Why is it so hard to screen for cancer of the ovary?

The foremost reason (fortunately) is that ovarian cancer is not among the most common cancers — it affects 1.4% of US women. It is easier to develop effective screening tests for more common conditions, especially if we are trying to screen everyone potentially at risk.

Secondly, the ovaries are relatively small organs that are deep in the pelvis. Only with surgery can the ovaries be visualized directly. And, as part of their normal function prior to menopause, they change size and create cysts that come and go. A normal ovary can at times feel concerning on pelvic exam and look concerning on ultrasound, especially in the second half of the menstrual cycle. Even postmenopausal women can have cysts on their ovaries that are completely innocent.

During my residency in the 1980's, there was great hope that regular pelvic ultrasounds and blood tests for a serum marker, CA-125, would prove to be effective screening tests. Unfortunately, these tests did not pan out. 

Compared to control groups, women regularly screened with ultrasounds and CA-125 blood tests had more surgery for benign conditions that didn't actually threaten their health. And they did not have a reduced risk of dying from ovarian cancer. The ovarian cancers that were found in the screened group were often in advanced stages. The goal of finding ovarian cancer early was not met.

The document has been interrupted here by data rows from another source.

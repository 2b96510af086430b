use reqwest::blocking::Client;
use reqwest::header::{HeaderMap, HeaderValue};
use structopt::StructOpt;

mod operations;

/// Command-line client for the corpus annotation job coordinator.
#[derive(StructOpt, Debug)]
#[structopt(name = "annoq-client")]
struct Opt {
    /// Base URL of the coordinator server.
    #[structopt(long, default_value = "http://localhost:8000")]
    url: String,

    /// User id passed to the server.
    #[structopt(long)]
    user: String,

    /// Operator secret, needed for the advance operation.
    #[structopt(long)]
    secret_key: Option<String>,

    #[structopt(subcommand)]
    operation: Operation,
}

#[derive(Debug, StructOpt)]
enum Operation {
    /// Queue an annotation run for a corpus.
    Run(RunOperation),
    /// Queue an install run for a corpus.
    Install(InstallOperation),
    /// Show the status of one corpus, or of all jobs.
    Status(StatusOperation),
    /// Abort the job of a corpus.
    Abort(CorpusOperation),
    /// Remove a corpus job, locally and from the annotation server.
    Remove(RemoveOperation),
    /// Remove annotations or exports from the annotation server.
    Clean(CleanOperation),
    /// Trigger one queue reconciliation pass.
    Advance,
}

#[derive(Debug, StructOpt)]
struct RunOperation {
    #[structopt(name = "CORPUS_ID")]
    corpus_id: String,
    /// Comma-separated export formats.
    #[structopt(long)]
    exports: Option<String>,
    /// Comma-separated subset of source files to process.
    #[structopt(long)]
    files: Option<String>,
}

#[derive(Debug, StructOpt)]
struct InstallOperation {
    #[structopt(name = "CORPUS_ID")]
    corpus_id: String,
    #[structopt(long)]
    scramble: bool,
}

#[derive(Debug, StructOpt)]
struct StatusOperation {
    #[structopt(name = "CORPUS_ID")]
    corpus_id: Option<String>,
}

#[derive(Debug, StructOpt)]
struct CorpusOperation {
    #[structopt(name = "CORPUS_ID")]
    corpus_id: String,
}

#[derive(Debug, StructOpt)]
struct RemoveOperation {
    #[structopt(name = "CORPUS_ID")]
    corpus_id: String,
    /// Remove even while a remote process is running.
    #[structopt(long)]
    force: bool,
}

#[derive(Debug, StructOpt)]
struct CleanOperation {
    #[structopt(name = "CORPUS_ID")]
    corpus_id: String,
    /// Only remove export files.
    #[structopt(long)]
    exports: bool,
}

fn main() {
    let opt = Opt::from_args();

    let mut headers = HeaderMap::new();
    headers.insert(
        "x-user-id",
        HeaderValue::from_str(&opt.user).expect("invalid user id"),
    );
    if let Some(secret_key) = &opt.secret_key {
        headers.insert(
            "x-secret-key",
            HeaderValue::from_str(secret_key).expect("invalid secret key"),
        );
    }
    let client = Client::builder()
        .default_headers(headers)
        .build()
        .expect("could not build http client");

    let output = match opt.operation {
        Operation::Run(run) => {
            operations::run(&client, &opt.url, &run.corpus_id, run.exports, run.files)
        }
        Operation::Install(install) => {
            operations::install(&client, &opt.url, &install.corpus_id, install.scramble)
        }
        Operation::Status(status) => match status.corpus_id {
            Some(corpus_id) => operations::status(&client, &opt.url, &corpus_id),
            None => operations::list(&client, &opt.url),
        },
        Operation::Abort(abort) => operations::abort(&client, &opt.url, &abort.corpus_id),
        Operation::Remove(remove) => {
            operations::remove(&client, &opt.url, &remove.corpus_id, remove.force)
        }
        Operation::Clean(clean) => {
            operations::clean(&client, &opt.url, &clean.corpus_id, clean.exports)
        }
        Operation::Advance => operations::advance(&client, &opt.url),
    };
    println!("{}", output);
}
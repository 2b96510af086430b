use std::fs;
use std::io;
use std::path::{Path, PathBuf};
use std::sync::Mutex;

use tracing::debug;

use annoq_data::JobRecord;

use crate::error::{Error, Result};

/// Name of the queue-order file inside the queue directory. The leading dot
/// keeps it out of the job store's backup-file namespace.
const PRIORITIES_FILE: &str = ".priorities";

/// Ordered queue of corpus ids awaiting or undergoing processing. The order
/// is persisted next to the job backup files so restarts keep priorities.
pub struct JobQueue {
    queue_dir: PathBuf,
    order: Mutex<Vec<String>>,
}

impl JobQueue {
    pub fn new(queue_dir: &Path) -> Result<Self> {
        fs::create_dir_all(queue_dir)?;
        let path = queue_dir.join(PRIORITIES_FILE);
        let order = match fs::read_to_string(&path) {
            Ok(raw) => serde_json::from_str(&raw).unwrap_or_default(),
            Err(e) if e.kind() == io::ErrorKind::NotFound => Vec::new(),
            Err(e) => return Err(e.into()),
        };
        Ok(Self {
            queue_dir: queue_dir.to_path_buf(),
            order: Mutex::new(order),
        })
    }

    fn persist(&self, order: &[String]) -> Result<()> {
        let path = self.queue_dir.join(PRIORITIES_FILE);
        fs::write(path, serde_json::to_string(order)?)?;
        Ok(())
    }

    /// Queue a job, moving it to the back if it was already queued. Refuses
    /// while an earlier job for the same corpus is still active.
    pub fn add(&self, job: &JobRecord) -> Result<()> {
        let mut order = self.order.lock().unwrap();
        if order.iter().any(|id| id == &job.corpus_id) && job.status.is_active() {
            return Err(Error::Job(format!(
                "there is an unfinished job for '{}'",
                job.corpus_id
            )));
        }
        order.retain(|id| id != &job.corpus_id);
        order.push(job.corpus_id.clone());
        debug!(corpus_id = %job.corpus_id, position = order.len(), "queued job");
        self.persist(&order)
    }

    /// Queue a corpus id without repositioning it, used when restoring
    /// active jobs found on disk at startup.
    pub fn enqueue_if_absent(&self, corpus_id: &str) -> Result<()> {
        let mut order = self.order.lock().unwrap();
        if !order.iter().any(|id| id == corpus_id) {
            order.push(corpus_id.to_string());
            self.persist(&order)?;
        }
        Ok(())
    }

    pub fn remove(&self, corpus_id: &str) -> Result<()> {
        let mut order = self.order.lock().unwrap();
        let before = order.len();
        order.retain(|id| id != corpus_id);
        if order.len() != before {
            self.persist(&order)?;
        }
        Ok(())
    }

    pub fn contains(&self, corpus_id: &str) -> bool {
        self.order.lock().unwrap().iter().any(|id| id == corpus_id)
    }

    pub fn snapshot(&self) -> Vec<String> {
        self.order.lock().unwrap().clone()
    }
}

#[cfg(test)]
mod test {
    use super::*;

    use annoq_data::Status;
    use tempfile::tempdir;

    fn job(corpus_id: &str, status: Status) -> JobRecord {
        let mut job = JobRecord::new(corpus_id);
        job.status = status;
        job
    }

    #[test]
    fn test_add_repositions_finished_job() {
        let dir = tempdir().unwrap();
        let queue = JobQueue::new(dir.path()).unwrap();
        queue.add(&job("a", Status::DoneSyncing)).unwrap();
        queue.add(&job("b", Status::None)).unwrap();
        queue.add(&job("a", Status::DoneSyncing)).unwrap();
        assert_eq!(vec!["b".to_string(), "a".to_string()], queue.snapshot());
    }

    #[test]
    fn test_add_refuses_active_duplicate() {
        let dir = tempdir().unwrap();
        let queue = JobQueue::new(dir.path()).unwrap();
        queue.add(&job("a", Status::Waiting)).unwrap();
        assert!(queue.add(&job("a", Status::Annotating)).is_err());
    }

    #[test]
    fn test_order_survives_restart() {
        let dir = tempdir().unwrap();
        {
            let queue = JobQueue::new(dir.path()).unwrap();
            queue.add(&job("a", Status::None)).unwrap();
            queue.add(&job("b", Status::None)).unwrap();
        }
        let queue = JobQueue::new(dir.path()).unwrap();
        assert_eq!(vec!["a".to_string(), "b".to_string()], queue.snapshot());
        queue.remove("a").unwrap();
        assert!(!queue.contains("a"));
        assert!(queue.contains("b"));
    }
}
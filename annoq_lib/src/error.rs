use thiserror::Error;

#[derive(Error, Debug)]
pub enum Error {
    #[error("missing requirement for corpus '{corpus_id}': {reason}")]
    MissingRequirement { corpus_id: String, reason: String },

    #[error("no remote process is running for this job")]
    ProcessNotRunning,

    #[error("no process id recorded for this job")]
    ProcessNotFound,

    #[error("remote command failed: {0}")]
    Job(String),

    #[error("file transfer failed: {0}")]
    Transfer(String),

    #[error("storage backend error: {0}")]
    Storage(String),

    #[error(transparent)]
    Io(#[from] std::io::Error),

    #[error(transparent)]
    Serde(#[from] serde_json::Error),
}

pub type Result<T> = std::result::Result<T, Error>;
use std::fmt;
use std::sync::Arc;

use serde::{Deserialize, Serialize};

/// Identity of a code entity (document path, project name).
///
/// Cheap to clone: the backing string is shared.
#[derive(Debug, Clone, PartialEq, Eq, Hash, PartialOrd, Ord, Serialize, Deserialize)]
#[serde(transparent)]
pub struct EntityId(Arc<str>);

impl EntityId {
    #[must_use]
    pub fn new(id: impl AsRef<str>) -> Self {
        Self(Arc::from(id.as_ref()))
    }

    #[must_use]
    pub fn as_str(&self) -> &str {
        &self.0
    }
}

impl fmt::Display for EntityId {
    fn fmt(&self, f: &mut fmt::Formatter<'_>) -> fmt::Result {
        f.write_str(&self.0)
    }
}

impl From<&str> for EntityId {
    fn from(value: &str) -> Self {
        Self::new(value)
    }
}

/// Identity of an analyzer. Stable across runs for the same registration, so
/// it can take part in cache keys and fault records.
#[derive(Debug, Clone, PartialEq, Eq, Hash, PartialOrd, Ord, Serialize, Deserialize)]
#[serde(transparent)]
pub struct AnalyzerId(Arc<str>);

impl AnalyzerId {
    #[must_use]
    pub fn new(id: impl AsRef<str>) -> Self {
        Self(Arc::from(id.as_ref()))
    }

    #[must_use]
    pub fn as_str(&self) -> &str {
        &self.0
    }
}

impl fmt::Display for AnalyzerId {
    fn fmt(&self, f: &mut fmt::Formatter<'_>) -> fmt::Result {
        f.write_str(&self.0)
    }
}

impl From<&str> for AnalyzerId {
    fn from(value: &str) -> Self {
        Self::new(value)
    }
}

/// Monotonically increasing marker of an entity's content state.
#[derive(
    Debug, Clone, Copy, Default, PartialEq, Eq, Hash, PartialOrd, Ord, Serialize, Deserialize,
)]
#[serde(transparent)]
pub struct VersionStamp(u64);

impl VersionStamp {
    pub const INITIAL: Self = Self(1);

    #[must_use]
    pub const fn new(value: u64) -> Self {
        Self(value)
    }

    #[must_use]
    pub const fn value(self) -> u64 {
        self.0
    }

    #[must_use]
    pub const fn next(self) -> Self {
        Self(self.0.saturating_add(1))
    }
}

impl fmt::Display for VersionStamp {
    fn fmt(&self, f: &mut fmt::Formatter<'_>) -> fmt::Result {
        write!(f, "v{}", self.0)
    }
}
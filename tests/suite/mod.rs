mod analyzer_map;
mod cancellation;
mod dedup;
mod fault_isolation;
mod scenarios;
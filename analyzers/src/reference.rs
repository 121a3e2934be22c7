//! Analyzer references - sources of analyzers.
//!
//! A reference resolves a language to its ordered analyzer set. Where the
//! analyzers come from (static registration, a loaded module) is the
//! implementor's business; the engine only sees this trait and the
//! reference's identity, which feeds cache fingerprints.

use std::collections::HashSet;
use std::fmt;
use std::sync::Arc;

use vigil_types::{AnalyzerId, LanguageTag};

use crate::Analyzer;

/// Opaque identity of a reference (origin path or registration name).
#[derive(Debug, Clone, PartialEq, Eq, Hash, PartialOrd, Ord)]
pub struct ReferenceId(Arc<str>);

impl ReferenceId {
    #[must_use]
    pub fn new(id: impl AsRef<str>) -> Self {
        Self(Arc::from(id.as_ref()))
    }

    #[must_use]
    pub fn as_str(&self) -> &str {
        &self.0
    }
}

impl fmt::Display for ReferenceId {
    fn fmt(&self, f: &mut fmt::Formatter<'_>) -> fmt::Result {
        f.write_str(&self.0)
    }
}

impl From<&str> for ReferenceId {
    fn from(value: &str) -> Self {
        Self::new(value)
    }
}

#[derive(Debug, thiserror::Error)]
pub enum ReferenceError {
    #[error("analyzer '{analyzer}' registered twice for {language} in reference '{reference}'")]
    DuplicateAnalyzer {
        reference: ReferenceId,
        analyzer: AnalyzerId,
        language: String,
    },
}

/// A source of analyzers.
pub trait AnalyzerReference: Send + Sync {
    fn id(&self) -> &ReferenceId;

    /// Analyzers for `language`, in registration order. Empty for a
    /// language this reference knows nothing about.
    fn analyzers_for(&self, language: &LanguageTag) -> Vec<Arc<dyn Analyzer>>;

    /// Every analyzer this reference owns, deduplicated by analyzer id.
    fn analyzers_for_all_languages(&self) -> Vec<Arc<dyn Analyzer>>;
}

impl std::fmt::Debug for dyn AnalyzerReference {
    fn fmt(&self, f: &mut std::fmt::Formatter<'_>) -> std::fmt::Result {
        f.debug_struct("AnalyzerReference")
            .field("id", self.id())
            .finish_non_exhaustive()
    }
}

/// Which languages a registration applies to.
#[derive(Debug, Clone, PartialEq, Eq)]
enum Applicability {
    Language(LanguageTag),
    AllLanguages,
}

impl Applicability {
    fn matches(&self, language: &LanguageTag) -> bool {
        match self {
            Self::Language(tag) => tag == language,
            Self::AllLanguages => true,
        }
    }

    fn overlaps(&self, other: &Self) -> bool {
        match (self, other) {
            (Self::Language(a), Self::Language(b)) => a == b,
            _ => true,
        }
    }

    fn describe(&self) -> String {
        match self {
            Self::Language(tag) => format!("language '{tag}'"),
            Self::AllLanguages => "all languages".to_string(),
        }
    }
}

struct Registration {
    applies_to: Applicability,
    analyzer: Arc<dyn Analyzer>,
}

/// Reference populated at startup from a declarative list of registrations.
pub struct StaticAnalyzerReference {
    id: ReferenceId,
    registrations: Vec<Registration>,
}

impl StaticAnalyzerReference {
    #[must_use]
    pub fn builder(origin: impl AsRef<str>) -> StaticReferenceBuilder {
        StaticReferenceBuilder {
            id: ReferenceId::new(origin),
            registrations: Vec::new(),
        }
    }

    /// Number of registrations (an analyzer registered for two languages
    /// counts twice).
    #[must_use]
    pub fn len(&self) -> usize {
        self.registrations.len()
    }

    #[must_use]
    pub fn is_empty(&self) -> bool {
        self.registrations.is_empty()
    }
}

impl fmt::Debug for StaticAnalyzerReference {
    fn fmt(&self, f: &mut fmt::Formatter<'_>) -> fmt::Result {
        f.debug_struct("StaticAnalyzerReference")
            .field("id", &self.id)
            .field("registrations", &self.registrations.len())
            .finish()
    }
}

impl AnalyzerReference for StaticAnalyzerReference {
    fn id(&self) -> &ReferenceId {
        &self.id
    }

    fn analyzers_for(&self, language: &LanguageTag) -> Vec<Arc<dyn Analyzer>> {
        let mut seen = HashSet::new();
        self.registrations
            .iter()
            .filter(|reg| reg.applies_to.matches(language))
            .filter(|reg| seen.insert(reg.analyzer.id().clone()))
            .map(|reg| Arc::clone(&reg.analyzer))
            .collect()
    }

    fn analyzers_for_all_languages(&self) -> Vec<Arc<dyn Analyzer>> {
        let mut seen = HashSet::new();
        self.registrations
            .iter()
            .filter(|reg| seen.insert(reg.analyzer.id().clone()))
            .map(|reg| Arc::clone(&reg.analyzer))
            .collect()
    }
}

/// Builder for [`StaticAnalyzerReference`]. Validation happens in `build`.
pub struct StaticReferenceBuilder {
    id: ReferenceId,
    registrations: Vec<Registration>,
}

impl StaticReferenceBuilder {
    pub fn register(mut self, language: LanguageTag, analyzer: Arc<dyn Analyzer>) -> Self {
        self.registrations.push(Registration {
            applies_to: Applicability::Language(language),
            analyzer,
        });
        self
    }

    /// Register for every language, including ones the host does not know.
    pub fn register_all_languages(mut self, analyzer: Arc<dyn Analyzer>) -> Self {
        self.registrations.push(Registration {
            applies_to: Applicability::AllLanguages,
            analyzer,
        });
        self
    }

    pub fn build(self) -> Result<StaticAnalyzerReference, ReferenceError> {
        for (index, reg) in self.registrations.iter().enumerate() {
            let duplicate = self.registrations[..index].iter().find(|earlier| {
                earlier.analyzer.id() == reg.analyzer.id()
                    && earlier.applies_to.overlaps(&reg.applies_to)
            });
            if duplicate.is_some() {
                return Err(ReferenceError::DuplicateAnalyzer {
                    reference: self.id.clone(),
                    analyzer: reg.analyzer.id().clone(),
                    language: reg.applies_to.describe(),
                });
            }
        }

        Ok(StaticAnalyzerReference {
            id: self.id,
            registrations: self.registrations,
        })
    }
}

There have been ongoing efforts to identify women with ovarian cancer based on family history, genetic testing and a constellation of symptoms involving the pelvic organs. There have also been attempts to create more accurate ultrasound criteria for early diagnosis.

In future posts, I will discuss recent studies involving these approaches. But be forewarned — diagnosing ovarian cancer early enough to save lives remains a formidable challenge.